A number of items in your magazine have recently dealt with computerization or lack of it in physicians’ offices. Similar items in the press have also alluded to this issue with the general trend of thought being that paper-based offices are antediluvian and computerization of offices, including patients’ records, would solve most of our problems.
My experience with computerized patients’ records has not, in general, been a happy one. I receive copies of computerized records from various offices as part of referral material. I have seen two different test results scanned into the same patient’s record, one normal and one grossly abnormal, and had no way of tracing which result was correct. I get laboratory results that have been scanned and have no way of identifying where the tests were actually done or the normal values pertaining to them.
Echocardiographic results are often scanned without the measurements and there is no way to compare them with old tests. Sometimes omissions are quite subtle, such as the name of the reporting physician, which can be significant. I have seen errors as gross as only one page of a two-page consult being scanned into a record. In some clinics ECG tracings are not kept and only the reports are scanned into the patient’s record, thus there is no way of comparing current studies with old ones.
That problems exist has been tacitly acknowledged by at least one clinic that sent me a note in their covering letter saying that, “they were not responsible for the accuracy of the enclosed information.”
I am sure computerization is an excellent idea if done right.
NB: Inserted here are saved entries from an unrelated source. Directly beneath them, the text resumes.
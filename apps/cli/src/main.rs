use std::process::ExitCode;

fn main() -> ExitCode {
    warung_cli::run()
}
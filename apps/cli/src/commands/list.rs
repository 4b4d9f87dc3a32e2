//! # List Command
//!
//! Catalog browsing: applies search, sort, and pagination to the loaded
//! catalog and renders the page the way the widget's grid did, with the
//! in-cart marker and the page-selector strip.

use tracing::warn;

use warung_core::pagination::{page_controls, PageControl};
use warung_core::view::project;
use warung_core::{CatalogView, SortRule};
use warung_store::{load_catalog, CartSlot};

use super::CommandResult;
use crate::config::Config;

pub fn run(
    config: &Config,
    search: &str,
    sort: Option<SortRule>,
    page: usize,
    per_page: usize,
) -> CommandResult {
    let catalog = match load_catalog(&config.catalog_path) {
        Ok(catalog) => catalog,
        Err(err) => {
            // Missing source means an empty storefront, not a crash.
            warn!(error = %err, "catalog unavailable");
            return CommandResult::success(format!(
                "Katalog tidak tersedia ({}).\nTidak ada game untuk ditampilkan.",
                config.catalog_path.display()
            ));
        }
    };
    let cart = CartSlot::new(&config.cart_path).load_or_empty();

    let mut view = CatalogView::new(catalog);
    view.set_per_page(per_page);
    view.set_search(search);
    if let Some(rule) = sort {
        view.set_sort(rule);
    }
    // Last, so the cursor survives: every mutation above resets it to 1.
    view.set_page(page);

    let rows = project(view.page_items(), &cart);

    let mut out = format!(
        "Menampilkan {} dari {} game — Halaman {}/{}\n",
        rows.len(),
        view.filtered().len(),
        view.current_page(),
        view.total_pages()
    );

    if rows.is_empty() {
        out.push_str("\nTidak ada game yang cocok.\n");
    } else {
        let name_width = rows.iter().map(|r| r.name.chars().count()).max().unwrap_or(0);
        out.push('\n');
        for row in &rows {
            let mark = if row.in_cart { "[x]" } else { "[ ]" };
            out.push_str(&format!(
                "  {mark} {name:<name_width$}  {size:>9}  {price:>12}",
                name = row.name,
                size = row.size_display,
                price = row.price_display,
            ));
            if let Some(original) = &row.discounted_from {
                out.push_str(&format!("  (normal {original})"));
            }
            out.push('\n');
        }
    }

    let controls = page_controls(view.current_page(), view.total_pages());
    if !controls.is_empty() {
        let strip: Vec<String> = controls
            .iter()
            .map(|control| match control {
                PageControl::Page {
                    number,
                    active: true,
                } => format!("[{number}]"),
                PageControl::Page { number, .. } => number.to_string(),
                PageControl::Ellipsis => "...".to_string(),
            })
            .collect();
        out.push('\n');
        out.push_str(&strip.join(" "));
        out.push('\n');
    }

    CommandResult::success(out)
}

// =============================================================================
// Unit Tests
// =============================================================================

#[cfg(test)]
mod tests {
    use super::*;
    use std::path::Path;

    fn config_in(dir: &Path) -> Config {
        Config {
            catalog_path: dir.join("games.csv"),
            cart_path: dir.join("cart.json"),
            phone: "62".to_string(),
        }
    }

    fn write_catalog(config: &Config, body: &str) {
        std::fs::write(&config.catalog_path, body).unwrap();
    }

    #[test]
    fn test_list_renders_page_and_strip() {
        let dir = tempfile::tempdir().unwrap();
        let config = config_in(dir.path());
        write_catalog(&config, "name,size\nA,1\nB,1\nC,1\nD,1\nE,1\n");

        let result = run(&config, "", None, 3, 2);
        assert_eq!(result.exit_code, 0);
        assert!(result.output.contains("Menampilkan 1 dari 5 game — Halaman 3/3"));
        assert!(result.output.contains("[ ] E"));
        assert!(result.output.contains("1 2 [3]"));
    }

    #[test]
    fn test_list_marks_cart_membership() {
        let dir = tempfile::tempdir().unwrap();
        let config = config_in(dir.path());
        write_catalog(&config, "name,size\nHades,6.4\n");
        std::fs::write(&config.cart_path, r#"[{"name":"Hades","size":6.4}]"#).unwrap();

        let result = run(&config, "", None, 1, 10);
        assert!(result.output.contains("[x] Hades"));
    }

    #[test]
    fn test_list_search_and_sort() {
        let dir = tempfile::tempdir().unwrap();
        let config = config_in(dir.path());
        write_catalog(&config, "name,size,discount\nA,1.2,\nB,0.5,0.1\n");

        let result = run(&config, "", Some(SortRule::PriceAsc), 1, 10);
        let a = result.output.find("A").unwrap();
        let b = result.output.find("B").unwrap();
        assert!(b < a, "discounted floor price sorts first");
    }

    #[test]
    fn test_missing_catalog_is_an_empty_state_not_a_failure() {
        let dir = tempfile::tempdir().unwrap();
        let config = config_in(dir.path());

        let result = run(&config, "", None, 1, 10);
        assert_eq!(result.exit_code, 0);
        assert!(result.output.contains("Katalog tidak tersedia"));
    }

    #[test]
    fn test_invalid_page_request_falls_back_to_first_page() {
        let dir = tempfile::tempdir().unwrap();
        let config = config_in(dir.path());
        write_catalog(&config, "name,size\nA,1\nB,1\n");

        let result = run(&config, "", None, 99, 1);
        assert_eq!(result.exit_code, 0);
        assert!(result.output.contains("Halaman 1/2"));
    }
}
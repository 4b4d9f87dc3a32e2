//! # Pricing Module
//!
//! Provides the `Rupiah` type and the catalog pricing rule.
//!
//! ## Why Integer Money?
//! ```text
//! ┌─────────────────────────────────────────────────────────────────────────┐
//! │  THE FLOATING POINT PROBLEM                                             │
//! │                                                                         │
//! │  In floating point:                                                     │
//! │    0.1 + 0.2 = 0.30000000000000004  ❌ WRONG!                           │
//! │                                                                         │
//! │  OUR SOLUTION: Integer Rupiah                                           │
//! │    Every price in the system is a whole-rupiah i64. Floats exist        │
//! │    only at the single entry point of the pricing rule, where the        │
//! │    download size is converted to a price and rounded once.              │
//! └─────────────────────────────────────────────────────────────────────────┘
//! ```
//!
//! ## The Pricing Rule
//! ```text
//! base  = round_ties_even(size_gb) × 2000     (Rp 2.000 per GB)
//! base  = 1000                                 when base ≤ 0
//! final = round(base × (1 − discount))         when discount > 0
//! ```
//!
//! The base price is rounded first and floored to Rp 1.000, then the
//! discount is applied to the floored base and rounded again. The floor is
//! NOT re-applied after the discount, so a discounted item can legitimately
//! price below Rp 1.000 (e.g. `round(1000 × 0.9) = 900`).
//!
//! ## Usage
//! ```rust
//! use warung_core::price::{list_price, Rupiah};
//!
//! // A 1.2 GB game rounds to 1 GB: Rp 2.000
//! assert_eq!(list_price(1.2, None), Rupiah::new(2000));
//!
//! // A 0.5 GB game rounds down (ties to even), hitting the floor,
//! // then takes 10% off: Rp 900
//! assert_eq!(list_price(0.5, Some(0.1)), Rupiah::new(900));
//! ```

use serde::{Deserialize, Serialize};
use std::fmt;
use std::iter::Sum;
use std::ops::{Add, AddAssign, Sub, SubAssign};

use crate::{MIN_BASE_PRICE, PRICE_PER_GB};

// =============================================================================
// Rupiah Type
// =============================================================================

/// A monetary value in whole Indonesian rupiah.
///
/// ## Design Decisions
/// - **i64 (signed)**: Headroom for totals over large carts
/// - **Single field tuple struct**: Zero-cost abstraction over i64
/// - **Ord derive**: Price sorting compares `Rupiah` values directly
#[derive(
    Debug, Clone, Copy, PartialEq, Eq, PartialOrd, Ord, Hash, Default, Serialize, Deserialize,
)]
#[serde(transparent)]
pub struct Rupiah(i64);

impl Rupiah {
    /// Creates a value from whole rupiah.
    #[inline]
    pub const fn new(amount: i64) -> Self {
        Rupiah(amount)
    }

    /// Returns the amount in whole rupiah.
    #[inline]
    pub const fn amount(&self) -> i64 {
        self.0
    }

    /// Zero rupiah.
    #[inline]
    pub const fn zero() -> Self {
        Rupiah(0)
    }

    /// Checks if the value is zero.
    #[inline]
    pub const fn is_zero(&self) -> bool {
        self.0 == 0
    }
}

/// Display formats in id-ID style: `Rp 12.000` (dot-grouped thousands).
///
/// Indonesian convention uses `.` to group thousands and `,` for decimals;
/// rupiah amounts are whole numbers, so only grouping applies here.
impl fmt::Display for Rupiah {
    fn fmt(&self, f: &mut fmt::Formatter<'_>) -> fmt::Result {
        let sign = if self.0 < 0 { "-" } else { "" };
        write!(f, "{}Rp {}", sign, group_thousands(self.0.unsigned_abs()))
    }
}

impl Add for Rupiah {
    type Output = Self;

    #[inline]
    fn add(self, other: Self) -> Self {
        Rupiah(self.0 + other.0)
    }
}

impl AddAssign for Rupiah {
    #[inline]
    fn add_assign(&mut self, other: Self) {
        self.0 += other.0;
    }
}

impl Sub for Rupiah {
    type Output = Self;

    #[inline]
    fn sub(self, other: Self) -> Self {
        Rupiah(self.0 - other.0)
    }
}

impl SubAssign for Rupiah {
    #[inline]
    fn sub_assign(&mut self, other: Self) {
        self.0 -= other.0;
    }
}

/// Summation for cart totals.
impl Sum for Rupiah {
    fn sum<I: Iterator<Item = Rupiah>>(iter: I) -> Self {
        iter.fold(Rupiah::zero(), Add::add)
    }
}

// =============================================================================
// Pricing Rule
// =============================================================================

/// Calculates the undiscounted base price for a download size.
///
/// ## Rule
/// `round_ties_even(size_gb) × PRICE_PER_GB`, floored to `MIN_BASE_PRICE`
/// when the product is zero or negative (tiny games still cost something).
///
/// Ties-to-even keeps half-gigabyte sizes from systematically rounding up,
/// the same stance the rest of the money math takes.
///
/// ## Example
/// ```rust
/// use warung_core::price::{base_price, Rupiah};
///
/// assert_eq!(base_price(3.7), Rupiah::new(8000));  // rounds to 4 GB
/// assert_eq!(base_price(0.5), Rupiah::new(1000));  // rounds to 0, floored
/// assert_eq!(base_price(0.0), Rupiah::new(1000));  // floored
/// ```
pub fn base_price(size_gb: f64) -> Rupiah {
    let rounded_gb = size_gb.round_ties_even() as i64;
    let base = rounded_gb * PRICE_PER_GB;
    if base <= 0 {
        Rupiah::new(MIN_BASE_PRICE)
    } else {
        Rupiah::new(base)
    }
}

/// Calculates the displayed price for a download size and optional discount.
///
/// ## Rounding Order
/// The base price is rounded and floored FIRST, then the discount is
/// applied and rounded again. Collapsing this into one arithmetic step
/// changes the result by a few rupiah in edge cases; the two-step order is
/// the documented behavior and is preserved deliberately.
///
/// A `None` or non-positive discount leaves the base price untouched.
pub fn list_price(size_gb: f64, discount: Option<f64>) -> Rupiah {
    let base = base_price(size_gb);
    match discount {
        Some(d) if d > 0.0 => Rupiah::new((base.amount() as f64 * (1.0 - d)).round() as i64),
        _ => base,
    }
}

/// Groups a non-negative number into dot-separated thousands: `1234567` →
/// `"1.234.567"`.
fn group_thousands(mut value: u64) -> String {
    if value < 1000 {
        return value.to_string();
    }

    let mut groups = Vec::new();
    while value >= 1000 {
        groups.push(format!("{:03}", value % 1000));
        value /= 1000;
    }
    groups.push(value.to_string());
    groups.reverse();
    groups.join(".")
}

// =============================================================================
// Unit Tests
// =============================================================================
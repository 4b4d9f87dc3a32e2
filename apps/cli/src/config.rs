//! # CLI Configuration
//!
//! Paths and the destination phone number, from environment variables with
//! sensible defaults.
//!
//! ## Environment Variables
//! - `WARUNG_CATALOG`: catalog CSV path (default: `data/games.csv`)
//! - `WARUNG_CART_PATH`: cart slot path (default: platform data dir)
//! - `WARUNG_PHONE`: destination WhatsApp number, international format,
//!   digits only

use std::path::PathBuf;

use directories::ProjectDirs;
use tracing::debug;

/// Where the shop owner takes orders when nothing is configured.
const DEFAULT_PHONE: &str = "6283152898011";

/// Catalog file relative to the working directory by default.
const DEFAULT_CATALOG: &str = "data/games.csv";

/// Resolved CLI configuration.
#[derive(Debug, Clone)]
pub struct Config {
    /// Catalog CSV file.
    pub catalog_path: PathBuf,

    /// Durable cart slot.
    pub cart_path: PathBuf,

    /// Destination phone number for the order link.
    pub phone: String,
}

impl Config {
    /// Builds the configuration from environment variables and defaults.
    pub fn from_env() -> Self {
        let catalog_path = std::env::var("WARUNG_CATALOG")
            .map(PathBuf::from)
            .unwrap_or_else(|_| PathBuf::from(DEFAULT_CATALOG));

        let cart_path = std::env::var("WARUNG_CART_PATH")
            .map(PathBuf::from)
            .unwrap_or_else(|_| default_cart_path());

        let phone = std::env::var("WARUNG_PHONE").unwrap_or_else(|_| DEFAULT_PHONE.to_string());

        Config {
            catalog_path,
            cart_path,
            phone,
        }
    }
}

/// Platform-specific default for the cart slot:
/// - **macOS**: `~/Library/Application Support/id.warung.games/cart.json`
/// - **Windows**: `%APPDATA%\warung\games\data\cart.json`
/// - **Linux**: `~/.local/share/warung-games/cart.json`
///
/// Falls back to the working directory when no home can be determined.
fn default_cart_path() -> PathBuf {
    match ProjectDirs::from("id", "warung", "games") {
        Some(dirs) => dirs.data_dir().join("cart.json"),
        None => {
            debug!("no home directory found, keeping the cart slot beside the binary");
            PathBuf::from("cart.json")
        }
    }
}
//! # Pagination Controls
//!
//! Builds the page-selector strip for the current view: a window of page
//! numbers centered on the current page, with the first and last page
//! always reachable and ellipses marking any gaps.
//!
//! ```text
//! total=20, current=10, max_visible=5:
//!
//!   [1] [...] [8] [9] [*10*] [11] [12] [...] [20]
//!
//! total=20, current=2:
//!
//!   [1] [*2*] [3] [4] [5] [...] [20]     (no leading ellipsis: no gap)
//! ```

// =============================================================================
// Control Descriptors
// =============================================================================

/// Default width of the centered page-number window.
pub const MAX_VISIBLE_PAGES: usize = 5;

/// One element of the page-selector strip.
#[derive(Debug, Clone, Copy, PartialEq, Eq)]
pub enum PageControl {
    /// A clickable page number; `active` marks the current page.
    Page { number: usize, active: bool },
    /// A gap marker between the window and an endpoint.
    Ellipsis,
}

impl PageControl {
    fn page(number: usize, current: usize) -> Self {
        PageControl::Page {
            number,
            active: number == current,
        }
    }
}

// =============================================================================
// Strip Construction
// =============================================================================

/// Builds the page-control strip with the default window width.
pub fn page_controls(current: usize, total: usize) -> Vec<PageControl> {
    page_controls_with(current, total, MAX_VISIBLE_PAGES)
}

/// Builds the page-control strip.
///
/// ## Algorithm
/// Center a `max_visible`-wide window on `current`, clamped to
/// `[1, total]`; widen back toward 1 when the clamp at the top shrank it.
/// Prepend page 1 (plus an ellipsis if the gap exceeds one page) when the
/// window starts past it, and mirror that at the `total` end.
///
/// Produces nothing when `total <= 1`: a single page needs no selector.
pub fn page_controls_with(current: usize, total: usize, max_visible: usize) -> Vec<PageControl> {
    if total <= 1 {
        return Vec::new();
    }
    let max_visible = max_visible.max(1);

    let mut start = current.saturating_sub(max_visible / 2).max(1);
    let end = (start + max_visible - 1).min(total);
    if end - start + 1 < max_visible {
        start = (end + 1).saturating_sub(max_visible).max(1);
    }

    let mut controls = Vec::new();

    if start > 1 {
        controls.push(PageControl::page(1, current));
        if start > 2 {
            controls.push(PageControl::Ellipsis);
        }
    }

    for number in start..=end {
        controls.push(PageControl::page(number, current));
    }

    if end < total {
        if end < total - 1 {
            controls.push(PageControl::Ellipsis);
        }
        controls.push(PageControl::page(total, current));
    }

    controls
}

// =============================================================================
// Unit Tests
// =============================================================================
I personally have two computers in my office that I use for word processing, e-mail, web searches, etc. However, I am not convinced that computerized medical records are at a stage where they can be usefully adopted by my practice. I am able to access X-ray images from my office and my home which is a major advancement and help in patient management. I dearly wish to be able to access patients’ laboratory results directly, both past and present, but sadly, this appears to be impossible at the present time.
From the perspective of being a patient, I continue to hoard my family’s and my medical information in paper form in a filing cabinet at home.
As with any new idea, God is in the details. I feel that there is a long way to go with computerized patient records.